── DATA EXCERPTS

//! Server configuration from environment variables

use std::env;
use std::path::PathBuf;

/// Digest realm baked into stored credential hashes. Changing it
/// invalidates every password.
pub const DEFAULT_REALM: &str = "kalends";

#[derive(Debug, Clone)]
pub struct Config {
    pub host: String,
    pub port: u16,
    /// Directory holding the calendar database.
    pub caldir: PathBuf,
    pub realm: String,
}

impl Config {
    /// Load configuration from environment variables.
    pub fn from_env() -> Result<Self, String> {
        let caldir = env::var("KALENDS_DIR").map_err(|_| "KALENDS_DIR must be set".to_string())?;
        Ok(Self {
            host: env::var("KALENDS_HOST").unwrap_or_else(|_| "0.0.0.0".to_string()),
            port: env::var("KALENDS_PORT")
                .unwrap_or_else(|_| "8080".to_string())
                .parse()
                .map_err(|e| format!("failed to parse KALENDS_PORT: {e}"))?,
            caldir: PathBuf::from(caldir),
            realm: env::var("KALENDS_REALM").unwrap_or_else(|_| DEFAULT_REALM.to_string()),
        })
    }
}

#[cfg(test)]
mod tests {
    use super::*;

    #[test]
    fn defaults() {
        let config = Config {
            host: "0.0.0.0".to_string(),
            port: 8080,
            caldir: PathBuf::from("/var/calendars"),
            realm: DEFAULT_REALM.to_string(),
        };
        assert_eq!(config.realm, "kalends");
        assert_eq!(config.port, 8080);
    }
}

────
── DATA EXCERPTS

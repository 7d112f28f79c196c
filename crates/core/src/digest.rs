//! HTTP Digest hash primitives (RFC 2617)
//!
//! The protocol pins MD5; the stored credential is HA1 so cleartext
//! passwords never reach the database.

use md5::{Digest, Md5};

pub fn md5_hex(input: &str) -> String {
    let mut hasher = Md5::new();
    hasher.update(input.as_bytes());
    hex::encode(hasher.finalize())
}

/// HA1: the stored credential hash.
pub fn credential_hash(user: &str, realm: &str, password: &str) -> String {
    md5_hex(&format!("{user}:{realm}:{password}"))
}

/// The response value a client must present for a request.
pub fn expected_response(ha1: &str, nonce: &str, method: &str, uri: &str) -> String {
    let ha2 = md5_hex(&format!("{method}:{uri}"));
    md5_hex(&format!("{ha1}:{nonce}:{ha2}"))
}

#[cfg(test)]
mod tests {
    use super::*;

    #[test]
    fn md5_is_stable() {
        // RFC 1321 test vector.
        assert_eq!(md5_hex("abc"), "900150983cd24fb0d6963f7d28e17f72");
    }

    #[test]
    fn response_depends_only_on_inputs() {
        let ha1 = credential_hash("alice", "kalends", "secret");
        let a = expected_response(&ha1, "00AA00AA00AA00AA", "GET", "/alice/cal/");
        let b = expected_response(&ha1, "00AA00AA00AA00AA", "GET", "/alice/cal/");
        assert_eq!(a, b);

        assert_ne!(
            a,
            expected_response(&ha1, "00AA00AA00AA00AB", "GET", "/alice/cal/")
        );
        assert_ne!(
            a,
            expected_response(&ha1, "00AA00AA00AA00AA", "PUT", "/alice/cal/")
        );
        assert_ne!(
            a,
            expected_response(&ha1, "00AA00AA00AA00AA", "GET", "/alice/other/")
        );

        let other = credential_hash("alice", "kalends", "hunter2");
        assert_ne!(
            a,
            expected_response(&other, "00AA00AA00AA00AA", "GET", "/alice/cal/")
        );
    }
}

────
── DATA EXCERPTS

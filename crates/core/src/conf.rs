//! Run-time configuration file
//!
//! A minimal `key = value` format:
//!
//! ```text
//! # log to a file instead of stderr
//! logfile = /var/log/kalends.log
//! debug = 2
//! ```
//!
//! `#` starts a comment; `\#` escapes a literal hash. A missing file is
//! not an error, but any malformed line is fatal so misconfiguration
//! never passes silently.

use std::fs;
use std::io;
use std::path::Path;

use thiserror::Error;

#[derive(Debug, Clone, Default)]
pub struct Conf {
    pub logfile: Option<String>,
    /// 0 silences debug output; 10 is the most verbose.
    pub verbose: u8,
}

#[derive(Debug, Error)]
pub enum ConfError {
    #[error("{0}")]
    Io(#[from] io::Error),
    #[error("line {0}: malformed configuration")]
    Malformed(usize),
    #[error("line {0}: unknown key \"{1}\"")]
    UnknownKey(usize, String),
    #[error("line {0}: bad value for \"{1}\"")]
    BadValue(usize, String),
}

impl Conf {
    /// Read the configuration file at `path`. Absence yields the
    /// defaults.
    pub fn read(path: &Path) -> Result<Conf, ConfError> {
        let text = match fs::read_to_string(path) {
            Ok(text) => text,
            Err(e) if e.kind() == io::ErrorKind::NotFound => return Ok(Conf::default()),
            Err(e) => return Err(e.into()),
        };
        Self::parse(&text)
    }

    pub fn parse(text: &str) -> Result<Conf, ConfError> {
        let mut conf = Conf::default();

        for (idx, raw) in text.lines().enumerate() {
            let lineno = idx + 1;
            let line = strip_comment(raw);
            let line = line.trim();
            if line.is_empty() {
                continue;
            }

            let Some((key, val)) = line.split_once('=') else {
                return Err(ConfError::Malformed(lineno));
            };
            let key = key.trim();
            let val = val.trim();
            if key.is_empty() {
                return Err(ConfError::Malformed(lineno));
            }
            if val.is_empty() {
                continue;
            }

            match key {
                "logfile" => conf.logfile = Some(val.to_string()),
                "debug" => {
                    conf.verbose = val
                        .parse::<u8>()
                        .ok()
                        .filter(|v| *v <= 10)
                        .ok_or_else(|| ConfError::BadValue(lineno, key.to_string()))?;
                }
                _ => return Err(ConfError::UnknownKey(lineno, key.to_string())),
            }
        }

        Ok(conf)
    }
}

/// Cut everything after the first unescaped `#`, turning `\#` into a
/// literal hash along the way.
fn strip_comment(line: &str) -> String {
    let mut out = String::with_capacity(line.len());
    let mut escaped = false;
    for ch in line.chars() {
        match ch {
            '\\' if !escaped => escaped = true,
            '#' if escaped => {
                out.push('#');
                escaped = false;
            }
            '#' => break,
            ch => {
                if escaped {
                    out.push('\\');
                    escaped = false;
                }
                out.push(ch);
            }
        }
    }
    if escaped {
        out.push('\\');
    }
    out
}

────

WHAT THE TASK ASKS – Nothing but the lines with "UnknownKey" should be returned, copied from the entries above.

ANSWER SPACE –
    UnknownKey(usize, String),
                _ => return Err(ConfError::UnknownKey(lineno, key.to_string())),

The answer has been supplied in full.